Devil's Violin And The Art Of A Living Tradition | A review by Faith

A reflection on the Australian Chamber Orchestra’s Devil’s Violin program at City Recital Hall, where baroque brilliance and contemporary works reveal chamber music as a living tradition.

Chamber music, at first glance, can seem like the more elusive cousin of the symphony. A symphony announces itself with massed forces and sweeping gestures, the kind of sound that fills a hall and tells you exactly where to look. Chamber music asks something different. It draws you closer. It is built on intimacy, on the charged space between a handful of players who must listen to one another with almost forensic attention.

We all know pieces like The Four Seasons, but not the long chain of experiment, risk and reinvention that surrounds them. The Australian Chamber Orchestra dissolves that distance and makes the past feel beautifully present. They do not simply preserve the tradition; they animate it, placing baroque works beside contemporary voices in ways that expose the thread between them.

Their latest program, Devil’s Violin, is far more than a sequence of superbly played works. In their hands, the tradition is not fixed or hierarchical. It is porous, restless and unmistakably alive — an affecting demonstration of how musical thought can travel, transform and return.

Devil's Violin

A Lineage Unfolding Through Devil’s Violin

Act I unfolds like a study in lineage: Westhoff’s bell like sonata, Vivaldi’s deft borrowing, Gubaidulina’s spiritual fracture and Tartini’s dream born fire. It traces how ideas echo across centuries, each work sharpening the next.
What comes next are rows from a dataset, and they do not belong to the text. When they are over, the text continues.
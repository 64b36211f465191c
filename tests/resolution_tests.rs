//! # Resolution Engine Tests (v0.1)
//!
//! End-to-end behavior through the public API:
//! - config → definition table → resolver → render
//! - validation policies (use_default, raise, skip, coerce)
//! - computed chains, conditional templates, cycles
//! - per-render memoization of host expressions
//! - concurrent renders over a shared resolver

use pretty_assertions::assert_eq;
use serde_json::{json, Value};
use std::sync::atomic::{AtomicI64, Ordering};
use std::sync::Arc;
use viewtext::config::{Format, InputsConfig};
use viewtext::{
    BasicEvaluator, HostObject, InputTable, Node, Resolved, Resolver, ViewError,
};

// ============================================================================
// TEST HELPERS
// ============================================================================

fn resolver_with(toml: &str, evaluator: BasicEvaluator) -> Resolver {
    let config = InputsConfig::parse(toml, Format::Toml).unwrap();
    let table = InputTable::from_config(&config, &evaluator).unwrap();
    Resolver::with_evaluator(Arc::new(table), Arc::new(evaluator))
}

fn resolver(toml: &str) -> Resolver {
    resolver_with(toml, BasicEvaluator::new())
}

fn value_of(resolver: &Resolver, name: &str, ctx: Value) -> Option<Value> {
    resolver
        .resolve(name, &Node::from(ctx))
        .unwrap()
        .into_value()
}

// ============================================================================
// CONTEXT PATHS
// ============================================================================

#[test]
fn test_matrix_index_path() {
    let r = resolver(
        r#"
        [inputs.cell]
        context_key = "matrix.0.1"

        [inputs.outside]
        context_key = "matrix.5.0"
        default = "n/a"

        [inputs.char]
        context_key = "text.0"
        "#,
    );
    let ctx = json!({"matrix": [[1, 2, 3], [4, 5, 6]], "text": "hello"});

    assert_eq!(value_of(&r, "cell", ctx.clone()), Some(json!(2)));
    assert_eq!(value_of(&r, "outside", ctx.clone()), Some(json!("n/a")));
    assert_eq!(
        r.resolve("char", &Node::from(ctx)).unwrap(),
        Resolved::Defaulted(Value::Null)
    );
}

#[test]
fn test_host_object_method_path() {
    let r = resolver(
        r#"
        [inputs.btc_price]
        context_key = "portfolio.get_ticker('BTC').price('usd')"
        default = 0
        "#,
    );

    let ticker = HostObject::new().with_method("price", |args| {
        (args.first()?.as_str()? == "usd").then(|| Node::from(json!(64000)))
    });
    let portfolio = HostObject::new().with_method("get_ticker", move |args| {
        (args.first()?.as_str()? == "BTC").then(|| Node::from(ticker.clone()))
    });
    let ctx = Node::from(HostObject::new().with_key("portfolio", portfolio));

    assert_eq!(
        r.resolve("btc_price", &ctx).unwrap(),
        Resolved::Value(json!(64000))
    );
}

// ============================================================================
// VALIDATION POLICIES
// ============================================================================

const POLICY_CONFIG: &str = r#"
    [inputs.lenient]
    context_key = "n"
    type = "int"
    default = 7

    [inputs.strict]
    context_key = "n"
    type = "int"
    on_validation_error = "raise"

    [inputs.optional]
    context_key = "n"
    type = "int"
    on_validation_error = "skip"

    [inputs.coerced]
    context_key = "n"
    type = "int"
    on_validation_error = "coerce"
    default = -1
"#;

#[test]
fn test_use_default_returns_exact_default() {
    let r = resolver(POLICY_CONFIG);
    assert_eq!(
        r.resolve("lenient", &Node::from(json!({"n": "abc"}))).unwrap(),
        Resolved::Defaulted(json!(7))
    );
    assert_eq!(
        r.resolve("lenient", &Node::from(json!({"n": 3}))).unwrap(),
        Resolved::Value(json!(3))
    );
}

#[test]
fn test_raise_surfaces_error() {
    let r = resolver(POLICY_CONFIG);
    let err = r
        .resolve("strict", &Node::from(json!({"n": "abc"})))
        .unwrap_err();
    assert!(matches!(err, ViewError::ValidationFailed { ref input, .. } if input == "strict"));
    assert!(err.to_string().starts_with("VT-031"));
}

#[test]
fn test_skip_is_absent() {
    let r = resolver(POLICY_CONFIG);
    assert_eq!(
        r.resolve("optional", &Node::from(json!({"n": "abc"}))).unwrap(),
        Resolved::Absent
    );
}

#[test]
fn test_coerce_converts_or_defaults() {
    let r = resolver(POLICY_CONFIG);
    assert_eq!(value_of(&r, "coerced", json!({"n": "12"})), Some(json!(12)));
    assert_eq!(value_of(&r, "coerced", json!({"n": "twelve"})), Some(json!(-1)));
}

#[test]
fn test_raise_in_source_terminates_render() {
    let r = resolver(
        r#"
        [inputs.n]
        context_key = "n"
        type = "int"
        on_validation_error = "raise"

        [inputs.doubled]
        operation = "multiply"
        sources = ["n", "n"]
        default = 0
        "#,
    );
    assert!(matches!(
        r.resolve("doubled", &Node::from(json!({"n": "x"}))),
        Err(ViewError::ValidationFailed { .. })
    ));
}

// ============================================================================
// COMPUTED OPERATIONS
// ============================================================================

#[test]
fn test_linear_transform() {
    let r = resolver(
        r#"
        [inputs.raw]
        context_key = "raw"

        [inputs.scaled]
        operation = "linear_transform"
        sources = ["raw"]
        multiply = 2
        divide = 3
        add = 10
        "#,
    );
    let scaled = value_of(&r, "scaled", json!({"raw": 9})).unwrap();
    assert_eq!(scaled.as_f64(), Some(16.0));
}

#[test]
fn test_concat_names() {
    let r = resolver(
        r#"
        [inputs.first]
        context_key = "first"

        [inputs.last]
        context_key = "last"

        [inputs.full_name]
        operation = "concat"
        sources = ["first", "last"]
        separator = " "
        skip_empty = true
        "#,
    );
    assert_eq!(
        value_of(&r, "full_name", json!({"first": "Jane", "last": "Doe"})),
        Some(json!("Jane Doe"))
    );
    assert_eq!(
        value_of(&r, "full_name", json!({"first": "", "last": "Doe"})),
        Some(json!("Doe"))
    );
}

#[test]
fn test_divide_by_zero_uses_default() {
    let r = resolver(
        r#"
        [inputs.a]
        context_key = "a"

        [inputs.b]
        context_key = "b"

        [inputs.ratio]
        operation = "divide"
        sources = ["a", "b"]
        default = "--"
        "#,
    );
    assert_eq!(
        r.resolve("ratio", &Node::from(json!({"a": 10, "b": 0}))).unwrap(),
        Resolved::Defaulted(json!("--"))
    );
    assert_eq!(
        value_of(&r, "ratio", json!({"a": 10, "b": 4})),
        Some(json!(2.5))
    );
}

#[test]
fn test_conditional_currency_label() {
    let r = resolver(
        r#"
        [inputs.amount]
        context_key = "amount"

        [inputs.currency]
        context_key = "currency"

        [inputs.price_label]
        operation = "conditional"
        condition = { input = "currency", equals = "USD" }
        if_true = "$~amount~"
        if_false = "~amount~ {{ currency }}"
        "#,
    );
    assert_eq!(
        value_of(&r, "price_label", json!({"amount": 5, "currency": "USD"})),
        Some(json!("$5"))
    );
    assert_eq!(
        value_of(&r, "price_label", json!({"amount": 5, "currency": "EUR"})),
        Some(json!("5 EUR"))
    );
}

#[test]
fn test_self_referential_conditional_uses_default() {
    let r = resolver(
        r#"
        [inputs.x]
        operation = "conditional"
        condition = { input = "x", equals = 1 }
        if_true = "yes"
        if_false = "no"
        default = "dflt"
        "#,
    );
    assert_eq!(
        r.resolve("x", &Node::from(json!({}))).unwrap(),
        Resolved::Defaulted(json!("dflt"))
    );
}

#[test]
fn test_skipped_condition_input_uses_default() {
    let r = resolver(
        r#"
        [inputs.currency]
        context_key = "currency"
        type = "str"
        on_validation_error = "skip"

        [inputs.label]
        operation = "conditional"
        condition = { input = "currency", equals = "USD" }
        if_true = "dollars"
        if_false = "other"
        default = "dflt"
        "#,
    );
    let ctx = Node::from(json!({"currency": 42}));
    let mut render = r.render(&ctx);
    assert_eq!(render.resolve("currency").unwrap(), Resolved::Absent);
    assert_eq!(
        render.resolve("label").unwrap(),
        Resolved::Defaulted(json!("dflt"))
    );
}

#[test]
fn test_context_key_operation_source() {
    let r = resolver(
        r#"
        [inputs.temp_f]
        operation = "celsius_to_fahrenheit"
        context_key = "weather.temp_c"
        default = 0
        "#,
    );
    assert_eq!(
        value_of(&r, "temp_f", json!({"weather": {"temp_c": 100}})),
        Some(json!(212.0))
    );
    assert_eq!(value_of(&r, "temp_f", json!({})), Some(json!(0)));
}

#[test]
fn test_self_cycle_uses_default() {
    let r = resolver(
        r#"
        [inputs.loop]
        operation = "abs"
        sources = ["loop"]
        default = 42
        "#,
    );
    assert_eq!(
        r.resolve("loop", &Node::from(json!({}))).unwrap(),
        Resolved::Defaulted(json!(42))
    );
}

// ============================================================================
// HOST EXPRESSIONS
// ============================================================================

#[test]
fn test_host_expression_memoized_per_render() {
    let counter = Arc::new(AtomicI64::new(0));
    let mut evaluator = BasicEvaluator::new();
    let c = Arc::clone(&counter);
    evaluator.register("counter", "next", move |_| {
        Ok(Value::from(c.fetch_add(1, Ordering::SeqCst) + 1))
    });

    let r = resolver_with(
        r##"
        [inputs.tick]
        expression = "counter.next()"
        namespace = "counter"

        [inputs.total]
        operation = "add"
        sources = ["tick", "tick", "tick"]

        [inputs.label]
        operation = "concat"
        sources = ["tick"]
        prefix = "#"
        "##,
        evaluator,
    );

    let ctx = Node::from(json!({}));

    let mut first = r.render(&ctx);
    assert_eq!(first.resolve("total").unwrap(), Resolved::Value(json!(3)));
    assert_eq!(first.resolve("label").unwrap(), Resolved::Value(json!("#1")));
    assert_eq!(first.resolve("tick").unwrap(), Resolved::Value(json!(1)));
    assert_eq!(counter.load(Ordering::SeqCst), 1);

    let mut second = r.render(&ctx);
    assert_eq!(second.resolve("tick").unwrap(), Resolved::Value(json!(2)));
    assert_eq!(counter.load(Ordering::SeqCst), 2);
}

#[test]
fn test_failing_expression_uses_default() {
    let r = resolver(
        r#"
        [inputs.root]
        expression = "math.sqrt(-1)"
        namespace = "math"
        default = "NaN"
        "#,
    );
    assert_eq!(
        r.resolve("root", &Node::from(json!({}))).unwrap(),
        Resolved::Defaulted(json!("NaN"))
    );
}

// ============================================================================
// CONCURRENCY
// ============================================================================

#[test]
fn test_concurrent_renders_are_isolated() {
    let r = resolver(
        r#"
        [inputs.n]
        context_key = "n"

        [inputs.squared]
        operation = "multiply"
        sources = ["n", "n"]
        "#,
    );

    std::thread::scope(|scope| {
        let handles: Vec<_> = (0..8i64)
            .map(|i| {
                let r = &r;
                scope.spawn(move || {
                    let ctx = Node::from(json!({ "n": i }));
                    let mut render = r.render(&ctx);
                    (0..50)
                        .map(|_| render.resolve("squared").unwrap())
                        .all(|v| v == Resolved::Value(json!(i * i)))
                })
            })
            .collect();

        for handle in handles {
            assert!(handle.join().unwrap());
        }
    });
}

#[test]
fn test_unknown_input_name() {
    let r = resolver("[inputs.a]\nconstant = 1\n");
    assert!(matches!(
        r.resolve("b", &Node::from(json!({}))),
        Err(ViewError::UnknownInput { .. })
    ));
}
Act II shifts the frame: Weinberg’s wartime aria, tender and haunted; Vivaldi’s double concerto, offering a glimpse into the teaching traditions of the Pietà; Paul Stanhope’s Giving Ground, a contemporary reimagining of the ancient Follia bass line; and finally Geminiani’s grand, swirling reimagining of Corelli’s La Follia.

The Electric Dialogue At The Heart Of Devil’s Violin

Led by Ilya Gringolts, a violinist of fierce clarity and rare intellectual command, and joined by the remarkable Satu Vänskä, the pairing is electric: two soloists, two instruments from the same legendary maker, two distinct artistic temperaments. Their dialogue in Vivaldi’s Double Concerto in A minor feels like a high wire act, fiery and intricate, gleaming with Cremona craftsmanship. It unfolds as a conversation across centuries, shaped by musicians who refuse to treat history as static.

Devils Violin

Instruments That Carry Centuries

The Australian Chamber Orchestra’s Golden Age Collection adds its own charge to the night. These rare Italian instruments — Strads, Amatis and Guarneris — are three and four centuries old, usually the sort of treasures kept behind glass, admired but untouchable. Here, they are lived in. Played daily.

Their sound carries not just craftsmanship but centuries of human memory. And when the musicians draw them into the present, something unexpectedly affecting happens: you hear history not as something distant, but as something still breathing.

The Legendary Heart Of Devil’s Violin

Tartini’s Devil’s Trill sits at the centre of the program, as legend has it, a sonata born from a dream in which the Devil played a melody too perfect to survive waking. The writing is punishing: a poised melodic line on one string while the left hand fires off a sustained trill on another, the fingers working in two emotional registers at once.

Ilya Gringolts plays it the way he plays everything, with a volatile, coiled intensity that never spills into showmanship, and even the most treacherous passages seem to unfurl under his hands as if they were inevitable.

Gringolts is matched at every turn by the ensemble; their alertness, their appetite for detail and their acuity in meeting his imagination with their own are part of what makes the performance so spiritual and compelling. It was a reminder of why this music endures.

Devil's Violin

A Hall That Listens

The City Recital Hall, Angel Place, remains one of Sydney’s genuinely world class venues, a refined yet relaxed art deco jewel. The perfect place for ACO, an ensemble that turns every program into proof that virtuosity and imagination can coexist.

The audience was packed and wonderfully diverse, fully engaged from the first moment. Their presence said everything: chamber music is not niche or rarefied.

At this level, it is simply unmissable.